Re: [PATCH RFC] md/raid1: fix deadlock between freeze_array() and wait_barrier().

Alexander Lyakas <alex.bolshoy@xxxxxxxxx> · Sun, 24 Mar 2019 21:07:38 +0200

Hi Neil,

I see now that the deadlock problem has been addressed by your commits:

79bd99596b7305ab08109a8bf44a6a4511dbf1cd
blk: improve order of bio handling in generic_make_request()

f5fe1b51905df7cfe4fdfd85c5fb7bc5b71a094f
blk: Ensure users for current->bio_list can see the full list.

Thanks for fixing this!

Alex.

On Wed, Jul 20, 2016 at 1:19 AM NeilBrown <neilb@xxxxxxxx> wrote:
>
> On Tue, Jul 19 2016, Alexander Lyakas wrote:
>
> > Hello Neil,
> > Thank you for your response.
> >
> > On Fri, Jul 15, 2016 at 2:18 AM, NeilBrown <neilb@xxxxxxxx> wrote:
> >> On Thu, Jul 14 2016, Alexander Lyakas wrote:
> >>
> >>>> diff --git a/drivers/md/raid10.c b/drivers/md/raid10.c
> >>>> index 32e282f4c83c..c528102b80b6 100644
> >>>> --- a/drivers/md/raid10.c
> >>>> +++ b/drivers/md/raid10.c
> >>>> @@ -1288,7 +1288,7 @@ read_again:
> >>>>                                 sectors_handled;
> >>>>                         goto read_again;
> >>>>                 } else
> >>>> -                       generic_make_request(read_bio);
> >>>> +                       bio_list_add_head(&current->bio_list, read_bio);
> >>>>                 return;
> >>>>         }
> >>>
> >>> Unfortunately, this patch doesn't work. It is super elegant, and seems
> >>> like it really should work. But the problem is that the "rdev", to
> >>> which we want to send the READ bio, might also be a remapping device
> >>> (dm-linear, for example). This device will create its own remapped-bio
> >>> and will call generic_make_request(), which will stick the bio onto
> >>> current->bio_list TAIL:(:(:( So we are back at square one. This patch
> >>> would work if *all* the remapping drivers in the stack were doing
> >>> bio_list_add_head() instead of generic_make_request()  :(:(:(
> >>>
> >>> It seems the real fix should be that generic_make_request() would use
> >>> bio_list_add_head(), but as pointed in
> >>> http://www.spinics.net/lists/raid/msg52756.html, there are some
> >>> concerns about changing the order of remapped bios.
> >>>
> >>
> >> While those concerns are valid, they are about hypothetical performance
> >> issues rather than observed deadlock issues.  So I wouldn't be too
> >> worried about them.
> > I am thinking of a hypothetical driver that splits say a 12Kb WRITE
> > into 3x4kb WRITEs, and submits them in a proper order, hoping they
> > will get to the disk in the same order, and the disk will work
> > sequentially.
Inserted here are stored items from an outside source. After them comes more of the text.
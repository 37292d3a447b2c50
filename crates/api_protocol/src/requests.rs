//! Request body types.

use serde::{Deserialize, Serialize};

/// Body for `POST /auth/register`.
#[derive(Debug, Clone, Serialize, Deserialize)]
pub struct RegisterRequest {
    pub name: String,
    pub email: String,
    pub password: String,
}

/// Body for `POST /auth/signin`.
#[derive(Debug, Clone, Serialize, Deserialize)]
pub struct SigninRequest {
    pub email: String,
    pub password: String,
}

/// Body for `POST /contacts`.
///
/// There is deliberately no owner field: ownership comes from the bearer
/// token, never from the body.
#[derive(Debug, Clone, Default, Serialize, Deserialize)]
pub struct CreateContactRequest {
    pub name: String,
    #[serde(default)]
    pub email: String,
    #[serde(default)]
    pub phone: String,
    #[serde(skip_serializing_if = "Option::is_none")]
    pub company: Option<String>,
    #[serde(skip_serializing_if = "Option::is_none")]
    pub notes: Option<String>,
    #[serde(default)]
    pub tags: Vec<String>,
}

/// Body for `PUT /contacts/:id`; every field optional, only supplied fields
/// are applied.
#[derive(Debug, Clone, Default, Serialize, Deserialize)]
pub struct UpdateContactRequest {
    #[serde(skip_serializing_if = "Option::is_none")]
    pub name: Option<String>,
    #[serde(skip_serializing_if = "Option::is_none")]
    pub email: Option<String>,
    #[serde(skip_serializing_if = "Option::is_none")]
    pub phone: Option<String>,
    #[serde(skip_serializing_if = "Option::is_none")]
    pub company: Option<String>,
    #[serde(skip_serializing_if = "Option::is_none")]
    pub notes: Option<String>,
    #[serde(skip_serializing_if = "Option::is_none")]
    pub tags: Option<Vec<String>>,
}

#[cfg(test)]
mod tests {
    use super::*;

    #[test]
    fn test_create_contact_defaults() {
        let req: CreateContactRequest = serde_json::from_str(r#"{"name":"Bob"}"#).unwrap();
        assert_eq!(req.email, "");
        assert_eq!(req.phone, "");
        assert!(req.tags.is_empty());
    }

    #[test]
    fn test_update_request_skips_absent_fields() {
        let req = UpdateContactRequest {
            name: Some("Robert".to_string()),
            ..Default::default()
        };
        let json = serde_json::to_string(&req).unwrap();
        assert_eq!(json, r#"{"name":"Robert"}"#);
    }
}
But now we are deliberately hindering this. But I see
> > that people much smarter than me are in this discussion, so I will
> > leave it to them:)
>
> Sure, that is the concern and ideally we would keep things in order.
> But the elevator should re-order things in most cases so it shouldn't
> matter too much.
> For upstream, we obviously aim for best possible.  For stable backports,
> we sometimes accept non-ideal code when the change is less intrusive.
>
> If we do backport something to -stable, I would do it "properly" using
> something very similar to the upstream version.  You don't seem to want
> that for your code so I'm suggesting options that, while not 100% ideal,
> should suit your needs - and obviously you will test your use cases.
>
> >
> >> However I think you said that you didn't want to touch core code at all
> >> (maybe I misunderstood) so that wouldn't help you anyway.
> > Yes, this is correct. Recompiling the kernel is a bit of a pain for
> > us. We were smart enough to configure the md_mod as loadable module,
> > so at least now I can patch MD code easily:)
> >
> >>
> >> One option would be to punt the request requests to raidXd:
> >>
> >> diff --git a/drivers/md/raid1.c b/drivers/md/raid1.c
> >> index 40b35be34f8d..f795e27b2124 100644
> >> --- a/drivers/md/raid1.c
> >> +++ b/drivers/md/raid1.c
> >> @@ -1229,7 +1229,7 @@ read_again:
> >>                                 sectors_handled;
> >>                         goto read_again;
> >>                 } else
> >> -                       generic_make_request(read_bio);
> >> +                       reschedule_retry(r1_bio);
> >>                 return;
> >>         }
> >>
> >> diff --git a/drivers/md/raid10.c b/drivers/md/raid10.c
> >> index 32e282f4c83c..eec38443075b 100644
> >> --- a/drivers/md/raid10.c
> >> +++ b/drivers/md/raid10.c
> >> @@ -1288,7 +1288,7 @@ read_again:
> >>                                 sectors_handled;
> >>                         goto read_again;
> >>                 } else
> >> -                       generic_make_request(read_bio);
> >> +                       reschedule_retry(r10_bio);
> >>                 return;
> >>         }
> > This is more or less what my rudimentary patch is doing, except it is
> > doing it only when we really need to wait for the barrier.
> >
> >>
> >>
> >> That might hurt performance, you would need to measure.
> >> The other approach would be to revert the patch that caused the problem.
> >> e.g.
> >> diff --git a/drivers/md/raid1.c b/drivers/md/raid1.c
> >> index 40b35be34f8d..062bb86e5fd8 100644
> >> --- a/drivers/md/raid1.c
> >> +++ b/drivers/md/raid1.c
> >> @@ -884,7 +884,8 @@ static bool need_to_wait_for_sync(struct r1conf *conf, struct bio *bio)
> >>                         wait = false;
> >>                 else
> >>                         wait = true;
> >> -       }
> >> +       } else if (conf->barrier)
> >> +               wait = true;
> >>
> >>         return wait;
> >>  }
> >>
> >>
> > I am not sure how this patch helps. You added another condition, and
> > now READs will also wait in some cases. But still if array_frozen is
> > set, everybody will wait unconditionally, which is the root cause for
> > the deadlock I think.
>
> Maybe you're right.  I was thinking that array_frozen only causes
> problems if there are read requests in the generic_make_request queue,
> and this change would keep them out.  But I might have dropped a ball
> somewhere.
>
>
> >
> > I see that there will be no magic solution for this problem:(
> >
>
> Not really.
>
>
> NeilBrown